Utah's 4th congressional district is a congressional district created by the state legislature as a result of reapportionment by Congress after the 2010 Census showed population increases in the state relative to other states. Prior to 2010 reapportionment, Utah had three congressional districts.

Some 85 percent of the new district is concentrated in Salt Lake County and it includes a portion of Salt Lake City, which is shared with the 2nd and 3rd districts; it also includes parts of Utah, Juab, and Sanpete counties. Candidates first appeared on the 2012 ballot.

As a result of redistricting, the 2012 party candidates included Democratic U.S. Congressman Jim Matheson, who had previously represented Utah's 2nd congressional district from 2001 to 2013. The Republican nominee was Mia Love, mayor of Saratoga Springs and running for Congress for the first time. She won the Republican nomination in 2012 over two state representatives, Stephen Sandstrom and Carl Wimmer, at the Republican state convention.
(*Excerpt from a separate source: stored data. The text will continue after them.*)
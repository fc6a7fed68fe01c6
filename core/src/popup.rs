//! Popup-side client. Stateless apart from the tab it was opened on; every
//! call is bounded by a timeout and degrades to an error reply.

use async_trait::async_trait;
use serde::{Deserialize, Serialize};
use std::cell::Cell;
use std::future::Future;
use std::rc::Rc;
use std::time::Duration;

use crate::clock::{with_timeout, Clock};
use crate::config::ExtensionConfig;
use crate::detection::DetectionRecord;
use crate::error::{Error, RelayError, Result};
use crate::history::TransactionRecord;
use crate::protocol::{Reply, RuntimeMessage, TabMessage};
use crate::relay::Background;
use crate::router::Action;

/// `chrome.tabs`
#[async_trait(?Send)]
pub trait Tabs {
    async fn active_tab(&self) -> Result<Option<i32>>;
    async fn send(&self, tab_id: i32, message: TabMessage) -> Result<Reply>;
}

#[derive(Debug, Clone, Copy, PartialEq, Eq, Serialize, Deserialize)]
#[serde(rename_all = "lowercase")]
pub enum StatusSource {
    Page,
    Background,
}

/// What the popup shows in its header, from whichever context answered
#[derive(Debug, Clone, PartialEq, Eq, Serialize, Deserialize)]
#[serde(rename_all = "camelCase")]
pub struct PopupStatus {
    #[serde(skip, default = "default_source")]
    pub source: StatusSource,
    #[serde(default)]
    pub x402_detected: bool,
    #[serde(default)]
    pub x402_data: Option<DetectionRecord>,
    #[serde(default)]
    pub wallet_connected: bool,
    #[serde(default)]
    pub wallet_address: Option<String>,
}

fn default_source() -> StatusSource {
    StatusSource::Page
}

pub struct PopupClient<C> {
    background: Rc<dyn Background>,
    tabs: Rc<dyn Tabs>,
    clock: C,
    config: Rc<ExtensionConfig>,
    tab: Cell<Option<i32>>,
}

impl<C: Clock> PopupClient<C> {
    pub fn new(background: Rc<dyn Background>, tabs: Rc<dyn Tabs>, clock: C, config: Rc<ExtensionConfig>) -> Self {
        Self {
            background,
            tabs,
            clock,
            config,
            tab: Cell::new(None),
        }
    }

    pub fn config(&self) -> &ExtensionConfig {
        &self.config
    }

    pub fn tab(&self) -> Option<i32> {
        self.tab.get()
    }

    async fn bounded<F>(&self, action: &str, timeout: Duration, call: F) -> Reply
    where
        F: Future<Output = Result<Reply>>,
    {
        match with_timeout(&self.clock, timeout, call).await {
            Some(Ok(reply)) => reply,
            Some(Err(e)) => Reply::error(e),
            None => Reply::error(RelayError::Timeout {
                action: action.to_string(),
                after_ms: timeout.as_millis() as u64,
            }),
        }
    }

    async fn to_background(&self, message: RuntimeMessage) -> Reply {
        let name = message.name();
        self.bounded(name, self.config.timeouts.popup(), self.background.send(message))
            .await
    }

    /// `timeout` is the bridge budget behind the relay, if any
    async fn to_tab(&self, message: TabMessage, bridge_timeout: Duration) -> Reply {
        let Some(tab_id) = self.tab.get() else {
            return Reply::error("No active tab");
        };
        self.bounded(
            message.name(),
            self.config.timeouts.popup_for(bridge_timeout),
            self.tabs.send(tab_id, message),
        )
        .await
    }

    /// Check the coordinator is alive and remember the active tab
    pub async fn init(&self) -> Result<()> {
        let ping = self.to_background(RuntimeMessage::Ping).await;
        if let Some(e) = ping.error_message() {
            log::warn!("Background did not answer PING: {}", e);
        }
        let tab = self.tabs.active_tab().await?;
        log::info!("🪟 Popup opened on tab {:?}", tab);
        self.tab.set(tab);
        Ok(())
    }

    /// Ask the page first, then the background when the page is unreachable
    pub async fn check_status(&self) -> Result<PopupStatus> {
        let reply = self.to_tab(TabMessage::CheckStatus, Duration::ZERO).await;
        if reply.is_ok() {
            return reply.parse();
        }
        log::warn!(
            "Content script unavailable ({}), falling back to background state",
            reply.error_message().unwrap_or("no error")
        );
        let state = self.to_background(RuntimeMessage::GetState).await;
        let mut status: PopupStatus = serde_json::from_value(state.into_result()?).map_err(Error::from)?;
        status.source = StatusSource::Background;
        Ok(status)
    }

    pub async fn connect_wallet(&self) -> Reply {
        let timeouts = &self.config.timeouts;
        self.to_tab(
            TabMessage::ConnectWallet,
            timeouts.bridge_diagnostic() + timeouts.bridge_connect(),
        )
        .await
    }

    pub async fn wallet_status(&self) -> Reply {
        self.to_tab(TabMessage::GetWalletStatus, self.config.timeouts.bridge_status())
            .await
    }

    pub async fn make_payment(&self) -> Reply {
        self.to_tab(TabMessage::MakePayment, self.config.timeouts.bridge_payment())
            .await
    }

    pub async fn transactions(&self) -> Result<Vec<TransactionRecord>> {
        let reply = self.to_background(RuntimeMessage::GetTransactions).await;
        let data = reply.into_result()?;
        if data.is_null() {
            return Ok(Vec::new());
        }
        Ok(serde_json::from_value(data)?)
    }

    pub async fn clear_history(&self) -> Reply {
        self.to_background(RuntimeMessage::ClearHistory).await
    }
}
Democratic candidate Matheson narrowly won the election against Love on November 6, 2012, and represented Utah's 4th congressional district until January 2015. He decided not to seek re-election. In 2014, Mia Love ran again for the seat and won in the general election, defeating Democratic candidate Doug Owens. She became the first Haitian American and the first black female Republican elected to Congress, as well as the first black person of either sex elected to Congress from Utah.

In the 2018 elections, Love ran for a third term, losing to Salt Lake County mayor Ben McAdams by 694 votes out of almost 270,000. As a result of McAdams's election, the district became the most Republican district in the country to be represented by a Democrat. In 2020, Republican Burgess Owens narrowly defeated McAdams to regain the congressional seat for the Republican Party.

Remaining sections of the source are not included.